Radical History Review
- Cover of January 2020 issue
- Discipline: History
- Language: English

Publication details
- History: 1974-present
- Publisher: Duke University Press (United States)
- Frequency: Triannual

Standard abbreviations
- ISO 4: Radic. Hist. Rev.

Indexing
- ISSN: 0163-6545 (print) 1534-1453 (web)
- OCLC no.: 985576992

Links
- Journal homepage; Online access; Online archive; Project MUSE (2001-2004);

= Radical History Review =

Radical History Review is a scholarly journal published by Duke University Press.

The journal describes its position as "at the point where rigorous historical scholarship and active political engagement converge". In 1979, the journal advertised that it "publishes the best marxist and non-marxist radical scholarship in jargon-free English".

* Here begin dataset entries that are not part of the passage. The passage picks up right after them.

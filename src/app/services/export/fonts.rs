use std::fs;
use std::path::{Path, PathBuf};
use std::sync::Arc;

use ab_glyph::FontVec;
use tracing::debug;

use crate::app::domain::template::FontFamily;
use crate::app::infrastructure::config::FontConfig;
use crate::app::infrastructure::error::{AppError, Result};

const SERIF_CANDIDATES: &[&str] = &[
    "/usr/share/fonts/truetype/dejavu/DejaVuSerif.ttf",
    "/usr/share/fonts/dejavu/DejaVuSerif.ttf",
    "/usr/share/fonts/TTF/DejaVuSerif.ttf",
    "/usr/share/fonts/truetype/liberation/LiberationSerif-Regular.ttf",
    "/System/Library/Fonts/Supplemental/Times New Roman.ttf",
    "C:\\Windows\\Fonts\\times.ttf",
];

const SERIF_BOLD_CANDIDATES: &[&str] = &[
    "/usr/share/fonts/truetype/dejavu/DejaVuSerif-Bold.ttf",
    "/usr/share/fonts/dejavu/DejaVuSerif-Bold.ttf",
    "/usr/share/fonts/TTF/DejaVuSerif-Bold.ttf",
    "/usr/share/fonts/truetype/liberation/LiberationSerif-Bold.ttf",
    "/System/Library/Fonts/Supplemental/Times New Roman Bold.ttf",
    "C:\\Windows\\Fonts\\timesbd.ttf",
];

const SANS_CANDIDATES: &[&str] = &[
    "/usr/share/fonts/truetype/dejavu/DejaVuSans.ttf",
    "/usr/share/fonts/dejavu/DejaVuSans.ttf",
    "/usr/share/fonts/TTF/DejaVuSans.ttf",
    "/usr/share/fonts/truetype/liberation/LiberationSans-Regular.ttf",
    "/System/Library/Fonts/Supplemental/Arial.ttf",
    "C:\\Windows\\Fonts\\arial.ttf",
];

const SANS_BOLD_CANDIDATES: &[&str] = &[
    "/usr/share/fonts/truetype/dejavu/DejaVuSans-Bold.ttf",
    "/usr/share/fonts/dejavu/DejaVuSans-Bold.ttf",
    "/usr/share/fonts/TTF/DejaVuSans-Bold.ttf",
    "/usr/share/fonts/truetype/liberation/LiberationSans-Bold.ttf",
    "/System/Library/Fonts/Supplemental/Arial Bold.ttf",
    "C:\\Windows\\Fonts\\arialbd.ttf",
];

/// Regular and bold faces for both template font families.
pub struct FontBook {
    serif: Arc<FontVec>,
    serif_bold: Arc<FontVec>,
    sans: Arc<FontVec>,
    sans_bold: Arc<FontVec>,
}

fn read_font(path: &Path) -> Result<FontVec> {
    let data = fs::read(path)?;
    FontVec::try_from_vec(data)
        .map_err(|e| AppError::Font(format!("{}: {}", path.display(), e)))
}

/// First loadable font: the configured path if any, then the system candidates.
fn first_available(configured: Option<&PathBuf>, candidates: &[&str]) -> Option<Arc<FontVec>> {
    configured
        .map(PathBuf::as_path)
        .into_iter()
        .chain(candidates.iter().map(Path::new))
        .find_map(|path| match read_font(path) {
            Ok(font) => {
                debug!(path = %path.display(), "font loaded");
                Some(Arc::new(font))
            }
            Err(_) => None,
        })
}

impl FontBook {
    pub fn load(config: &FontConfig) -> Result<Self> {
        let serif = first_available(config.serif.as_ref(), SERIF_CANDIDATES);
        let sans = first_available(config.sans.as_ref(), SANS_CANDIDATES);

        // One family may stand in for the other, but at least one must exist.
        let (serif, sans) = match (serif, sans) {
            (Some(serif), Some(sans)) => (serif, sans),
            (Some(only), None) | (None, Some(only)) => (only.clone(), only),
            (None, None) => {
                return Err(AppError::Font(
                    "no usable serif or sans-serif font found; set [fonts] in config.toml"
                        .to_string(),
                ));
            }
        };

        let serif_bold = first_available(config.serif_bold.as_ref(), SERIF_BOLD_CANDIDATES)
            .unwrap_or_else(|| serif.clone());
        let sans_bold = first_available(config.sans_bold.as_ref(), SANS_BOLD_CANDIDATES)
            .unwrap_or_else(|| sans.clone());

        Ok(Self {
            serif,
            serif_bold,
            sans,
            sans_bold,
        })
    }

    pub fn regular(&self, family: FontFamily) -> &FontVec {
        match family {
            FontFamily::Serif => &self.serif,
            FontFamily::Sans => &self.sans,
        }
    }

    pub fn bold(&self, family: FontFamily) -> &FontVec {
        match family {
            FontFamily::Serif => &self.serif_bold,
            FontFamily::Sans => &self.sans_bold,
        }
    }
}

/// The font bundled with the test suite, used for every family.
#[cfg(test)]
pub(crate) fn fixture_config() -> FontConfig {
    let font = PathBuf::from(concat!(
        env!("CARGO_MANIFEST_DIR"),
        "/tests/fixtures/fonts/DejaVuSans.ttf"
    ));
    FontConfig {
        serif: Some(font.clone()),
        serif_bold: Some(font.clone()),
        sans: Some(font.clone()),
        sans_bold: Some(font),
    }
}

#[cfg(test)]
mod tests {
    use super::*;

    #[test]
    fn test_fixture_font_loads() {
        let config = fixture_config();
        assert!(read_font(config.sans.as_deref().unwrap()).is_ok());
        assert!(FontBook::load(&config).is_ok());
    }

    #[test]
    fn test_configured_garbage_font_is_skipped() {
        let dir = tempfile::tempdir().unwrap();
        let bogus = dir.path().join("bogus.ttf");
        fs::write(&bogus, b"not a font").unwrap();
        assert!(read_font(&bogus).is_err());
        assert!(first_available(Some(&bogus), &[]).is_none());
    }

    #[test]
    fn test_missing_font_file_is_io_error() {
        let err = read_font(Path::new("/definitely/not/here.ttf")).unwrap_err();
        assert!(matches!(err, AppError::Io(_)));
    }
}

Articles in the journal cover the relationships that "issues of gender, race, sexuality, imperialism, and class" have with histories. In 1999, the editors described "the journal's recent move toward a more overtly political discussion of historical topics".

== Reception ==
The New Criterion describes RHR as "a publication that plainly states it 'rejects conventional notions of scholarly neutrality and 'objectivity,' and approaches history from an engaged, critical, political stance.'"

Jon Wiener in the 1991 book Professors, Politics, and Pop wrote, "The journal has recently distinguished itself by publishing a series of interviews with (several historians) exploring the relationship in their work between historical scholarship and political commitment."